A partir de mercredi, changement d’ambiance, la professeur devient étudiante. “Je me levais à 7h45, les cours commençaient à 8h et se déroulaient le matin. Après, je continuais jusqu’à 1h ou 2h du matin. Il fallait aussi que je rattrape les 8h de cours manqués du lundi ou du mardi”, enchaîne Sophie, qui s’est débrouillée seule grâce à l’aide du tutorat de la faculté de Limoges. Bien sûr, impossible d’enfiler sa casquette d’étudiante sans oublier ses impératifs d’enseignante, comme les copies à corriger ou les conseils de classe. “J’ai pris quelques jours de pause en un an, mais vraiment très peu”, rit-elle.  Dans cette année surchargée, elle vit aussi l’attentat de Conflans-Sainte-Honorine, où le professeur d’histoire-géographie Samuel Paty a perdu la vie, évènement qui a rendu “les choses compliquées au collège.” 

Avec la crise sanitaire, le télé-enseignement, elle passe “un an à parler à son ordinateur”. Sophie n’est d’ailleurs pas satisfaite de ses résultats de premier semestre. “Je n’ai pas eu des résultats exceptionnels. En fait, j’ai raté la pré-rentrée car je n’avais pas messenger* donc je ne suivais pas le groupe de promo, alors que c’est là où tout se passe. Je n’ai jamais réussi à rattraper mes 15 jours de retard”, rouspète-t-elle.  Alors, elle se donne à fond au deuxième semestre. Tandis que les étudiants de Pass et de LAS dénoncent une réforme injuste”, "bâclée", dont la mise en application est "chaotique", Sophie a pour objectif d’être dans les 40 premiers des 511 Pass, “pour s’éviter d’aller aux oraux”. “Je n’ai pas réussi. J’étais 47ème/511, c’était un petit regret mais j’étais quand même contente de passer en deuxième année”, affirme l’enseignante. 

Comme la première promotion de la réforme de la Paces, Sophie connaît peu ou pas ses camarades et doit affronter les changements de maquette, la mise en place des oraux notamment, seule.
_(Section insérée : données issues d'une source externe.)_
//! # Math Module
//!
//! Spatial primitives shared by the collision core and the chunk store:
//!
//! * `AABB3` - Axis-aligned boxes, both static and swept
//! * `Line3` - Rays used for look/target queries
//! * `Axis` / `CollisionAxes` - Axis identifiers and the collided-axis bitmask
//! * `box_iteration` - Chunk and block coordinate ranges covering a box
//!
//! All world-space values are `f32`, all grid coordinates are `i32`
//! (chunk-local coordinates are `usize`).

use cgmath::Vector3;

pub mod aabb;
pub mod axis;
pub mod box_iteration;
pub mod line;

pub use aabb::AABB3;
pub use axis::{Axis, CollisionAxes};
pub use box_iteration::{BlockPositionsInBox, ChunkPositionsInBox};
pub use line::Line3;

/// Chebyshev ("chess") distance between two vectors: the largest
/// per-axis absolute difference.
///
/// The movement loop only terminates once this reaches exactly zero.
pub fn chess_distance(a: Vector3<f32>, b: Vector3<f32>) -> f32 {
    let d = a - b;
    d.x.abs().max(d.y.abs()).max(d.z.abs())
}

/// Returns `true` if every component of `v` is finite.
pub fn is_finite(v: Vector3<f32>) -> bool {
    v.x.is_finite() && v.y.is_finite() && v.z.is_finite()
}
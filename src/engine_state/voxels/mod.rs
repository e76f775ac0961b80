//! # Voxel Engine Core
//!
//! This module contains the voxel data the collision core reads: blocks,
//! chunks, and the world that owns them.
//!
//! ## Architecture
//!
//! * **Block**: Individual voxel types and their opacity
//! * **Chunk**: Fixed-size 3D arrays of blocks with a readiness state
//! * **ChunkGrid**: The read-only lookup contract the collision core consumes
//! * **World**: The chunk store; generates, holds and edits chunks
//!
//! ## Thread Safety
//!
//! * Chunks are held in `MtResource` (read-write locked, reference counted)
//! * Collision reads chunks through read guards and never mutates them
//! * Block edits take a write guard on a single chunk

pub mod block;
pub mod chunk;
pub mod chunk_grid;
pub mod world;
//! # Collision Module
//!
//! Swept box collision against the block grid.
//!
//! ## Architecture
//!
//! * **impulse**: one moving box against one block
//! * **sweep**: every block a swept box can reach, reduced to the most relevant hit
//! * **movement_controller**: repeated sweeps until a movement is fully resolved
//! * **targeting**: the block the player looks at and where a new block would go
//!
//! All entry points read chunks through `ChunkGrid` and never mutate them.

use cgmath::{Point3, Vector3};
use thiserror::Error;

use crate::engine_state::math::CollisionAxes;

pub mod impulse;
pub mod movement_controller;
pub mod sweep;
pub mod targeting;

pub use impulse::{process_collision, CollisionImpulse, TimeOfImpact, COLLISION_EPSILON};
pub use movement_controller::{MovementController, MovementResponse, MAX_RESOLUTION_ITERATIONS};
pub use sweep::{scan, MissingChunkPolicy, SweepHit, MAX_GRID_COORDINATE, MAX_SWEEP_EXTENT};
pub use targeting::{find_adding_block, find_pointing_block, find_pointing_face};

/// Failures of the collision core.
///
/// None of these happen for a well-formed world; they signal broken chunk
/// data or a caller feeding in garbage.
#[derive(Debug, Clone, PartialEq, Error)]
pub enum CollisionError {
    /// The resolution loop hit its iteration cap with movement left.
    #[error("movement did not converge after {iterations} iterations ({outstanding:?} outstanding)")]
    DidNotConverge {
        /// Iterations performed.
        iterations: usize,
        /// Movement still unresolved.
        outstanding: Vector3<f32>,
    },

    /// A data-prepared chunk has no block at an in-range index.
    #[error("chunk {chunk:?} has no block at {local:?}")]
    MissingBlock {
        /// Chunk coordinate.
        chunk: Point3<i32>,
        /// Chunk-local block coordinate.
        local: Point3<usize>,
    },

    /// A ray hit could not be attributed to exactly one axis.
    #[error("placement needs a single collision axis, got {axes:?}")]
    AmbiguousPlacementAxis {
        /// Axes reported by the hit.
        axes: CollisionAxes,
    },

    /// A scanned region is too far from the origin or too large to walk.
    #[error("swept region {min:?}..{max:?} is out of bounds")]
    RegionOutOfBounds {
        /// Minimum corner of the region.
        min: Point3<f32>,
        /// Maximum corner of the region.
        max: Point3<f32>,
    },

    /// The requested movement has a NaN or infinite component.
    #[error("movement is not finite: {0:?}")]
    NonFiniteMovement(Vector3<f32>),
}
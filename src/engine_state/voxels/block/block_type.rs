//! # Block Type Module
//!
//! This module defines the different types of blocks in the voxel world.
//! It provides functionality for block type identification, conversion, and random generation.

use num_derive::FromPrimitive;
use serde::{Deserialize, Serialize};

use super::BlockTypeSize;

/// Enumerates all possible block types in the voxel world.
///
/// Each variant represents a distinct type of block with its own properties
/// and behavior. The `FromPrimitive` derive allows conversion from integers,
/// which is how blocks are decoded from their compact storage.
#[derive(Copy, Clone, Debug, PartialEq, Eq, Hash, FromPrimitive, Serialize, Deserialize)]
pub enum BlockType {
    /// An air block, which is non-solid and transparent.
    AIR,

    /// A basic dirt block, used as a common building material.
    DIRT,

    /// A grass block, the surface layer of generated terrain.
    GRASS,

    /// A wooden block.
    WOOD,

    /// A plain white block, often used for testing.
    WHITE,

    /// Water. Not opaque, so players and look rays pass through it.
    WATER,
}

impl BlockType {
    /// Converts a `BlockTypeSize` to a `BlockType`.
    ///
    /// # Arguments
    /// * `btype` - The block type as a `BlockTypeSize`
    ///
    /// # Returns
    /// The corresponding `BlockType`, or `None` if the id is unused.
    pub fn from_int(btype: BlockTypeSize) -> Option<Self> {
        num::FromPrimitive::from_u8(btype)
    }

    /// Generates a random opaque terrain block type.
    ///
    /// This is used by procedural generation and tests.
    pub fn get_random_type() -> Self {
        match fastrand::u8(0..3) {
            0 => BlockType::DIRT,
            1 => BlockType::GRASS,
            _ => BlockType::WOOD,
        }
    }

    /// Whether blocks of this type collide.
    pub fn is_opaque(self) -> bool {
        super::BLOCK_TYPE_OPACITY[self as usize]
    }
}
La nouvelle Pass imposant de prendre une option mineure obligatoire en plus des cours de médecine, elle choisit de prendre SVT, “parce que c’était plus simple”. “J’ai trouvé que d’avoir une mineure en plus, c’était schizophrène, comme si on faisait deux études différentes. On ne sait pas ce que ça fout là. J’ai fait de la géologie au deuxième semestre, moi j’adore ça mais on se demande quel est le rapport”, tranche-t-elle sévèrement, regrettant que la sélection ne soit pas plutôt axée sur l’humain et le lien social. “En tout cas, si le but de la réforme était d’être moins sélectionnant, c’est raté.”  Si elle est passée en deuxième année sans réelles difficultés sur le plan universitaire, Sophie sent que le rythme accélère avec le début des stages. 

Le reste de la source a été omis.